Chainsaw Man Movie Packed with Hidden Hollywood References
The latest Chainsaw Man: Reze Arc film contains numerous subtle nods to classic Hollywood movies, revealing creator Tatsuki Fujimoto's deep appreciation for cinema history through carefully crafted visual homages.
The October 2025 release of Chainsaw Man: Reze Arc has generated massive excitement across the anime community. What viewers might not immediately notice is how creator Tatsuki Fujimoto wove countless Hollywood film references throughout the production, showcasing his deep love for cinema.
Classic Cinema Homages
Several scenes pay tribute to legendary films from different eras. The airplane sequence featuring Reze directly mirrors a moment from the 2001 Japanese drama Blue Spring, with identical subject positioning and framing. Meanwhile, Denji's horseback riding scene appears in grayscale, deliberately echoing The Horse in Motion, the groundbreaking 1878 photographic sequence that helped birth motion pictures.

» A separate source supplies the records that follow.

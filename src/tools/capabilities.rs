//! Tools that probe what the controller can do.

use async_trait::async_trait;
use serde_json::Value;
use std::collections::HashMap;

use crate::error::Result;
use crate::mcp::handler::{
    error_result, get_string_arg, lines_result, success_result, ToolContext, ToolHandler,
};
use crate::mcp::protocol::{Capability, Tool, ToolResult};
use crate::mcp::sampling::{CreateMessageParams, SamplingMessage};
use crate::tool_schema;

/// Experimental capability key probed by [`CheckExperimentalToolsTool`].
pub const ADVANCED_TOOLS: &str = "advanced_tools";

const NO_RESPONSE: &str = "No response received.";

pub struct CheckExperimentalToolsTool;

#[async_trait]
impl ToolHandler for CheckExperimentalToolsTool {
    fn definition(&self) -> Tool {
        Tool {
            name: "check_experimental_tools_capability".to_string(),
            description: "Check if the client supports experimental advanced tools.".to_string(),
            input_schema: tool_schema! {},
        }
    }

    async fn execute(&self, ctx: &ToolContext, _args: HashMap<String, Value>) -> Result<ToolResult> {
        let supported = ctx.supports(&Capability::Experimental(ADVANCED_TOOLS.to_string()));
        Ok(success_result(if supported {
            "Supported"
        } else {
            "Not supported"
        }))
    }
}

/// Ask the controller's model for a completion.
pub struct CheckSamplingTool;

#[async_trait]
impl ToolHandler for CheckSamplingTool {
    fn definition(&self) -> Tool {
        Tool {
            name: "check_sampling_capability".to_string(),
            description: "Request an LLM completion from the client.".to_string(),
            input_schema: tool_schema! {
                required: ["prompt"],
                "prompt": {
                    "type": "string",
                    "description": "Text to send to the client's model"
                }
            },
        }
    }

    fn requires(&self) -> Vec<Capability> {
        vec![Capability::Sampling]
    }

    async fn execute(&self, ctx: &ToolContext, args: HashMap<String, Value>) -> Result<ToolResult> {
        let prompt = get_string_arg(&args, "prompt")?;
        let reply = ctx
            .create_message(CreateMessageParams::new(
                vec![SamplingMessage::user_text(prompt)],
                100,
            ))
            .await?;
        Ok(success_result(reply.text().unwrap_or(NO_RESPONSE)))
    }
}

/// List the controller's roots and have it describe the first one.
pub struct CheckRootsTool;

#[async_trait]
impl ToolHandler for CheckRootsTool {
    fn definition(&self) -> Tool {
        Tool {
            name: "check_roots_capability".to_string(),
            description: "Check if the client supports roots (filesystem access).".to_string(),
            input_schema: tool_schema! {},
        }
    }

    fn requires(&self) -> Vec<Capability> {
        vec![Capability::Roots, Capability::Sampling]
    }

    async fn execute(&self, ctx: &ToolContext, _args: HashMap<String, Value>) -> Result<ToolResult> {
        let roots = ctx.list_roots().await?.roots;
        let Some(first) = roots.first() else {
            return Ok(error_result("Error: No roots found."));
        };

        // The root descriptor rides in metadata; no messages, no tokens.
        let reply = ctx
            .create_message(
                CreateMessageParams::new(vec![], 0).with_metadata(serde_json::to_value(first)?),
            )
            .await?;

        let mut lines: Vec<String> = roots.iter().map(|r| r.uri.clone()).collect();
        lines.push(reply.text().unwrap_or(NO_RESPONSE).to_string());
        Ok(lines_result(lines))
    }
}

Angel's floating feet during the playground landing bears striking similarity to Lucifer Morningstar's hospital entrance in Constantine from 2005. The single raindrop hitting Reze's eye recreates Frank's death scene from the sci-fi horror film 28 Days Later.
Dance Sequences and War Films
One of the movie's most memorable moments features an integrated dance sequence with Denji, Aki Hayakawa, and Power. This choreography draws inspiration from two European classics: the 1964 French film Bande à part and Federico Fellini's 1963 Italian masterpiece 8½.
Kishibe's graveyard scene, showing him contemplating multiple graves, directly references Steven Spielberg's acclaimed World War II drama Saving Private Ryan. The composition and emotional weight mirror the original's powerful imagery.
Action and Thriller References
The battle sequence where Denji rides Beam against the Bomb Devil and Typhoon Devil echoes an unexpected source: Despicable Me 2. The 2013 animated film featured supervillain El Macho riding a shark into an active volcano, creating a surprisingly similar visual.
During the intro sequence, Denji holds a bomb pin before exploding, recreating Léon's death scene from the 1994 thriller Léon: The Professional. Both characters hand over bomb pins attached to explosives wrapped around their bodies, resulting in dramatic explosions.
Reze's confrontation with the mysterious man includes a choking scene lifted frame-by-frame from the 2007 Coen Brothers film No Country for Old Men. Her decapitated head bomb attack on the training facility mirrors a similar scene from the Japanese thriller Battle Royale from 2000.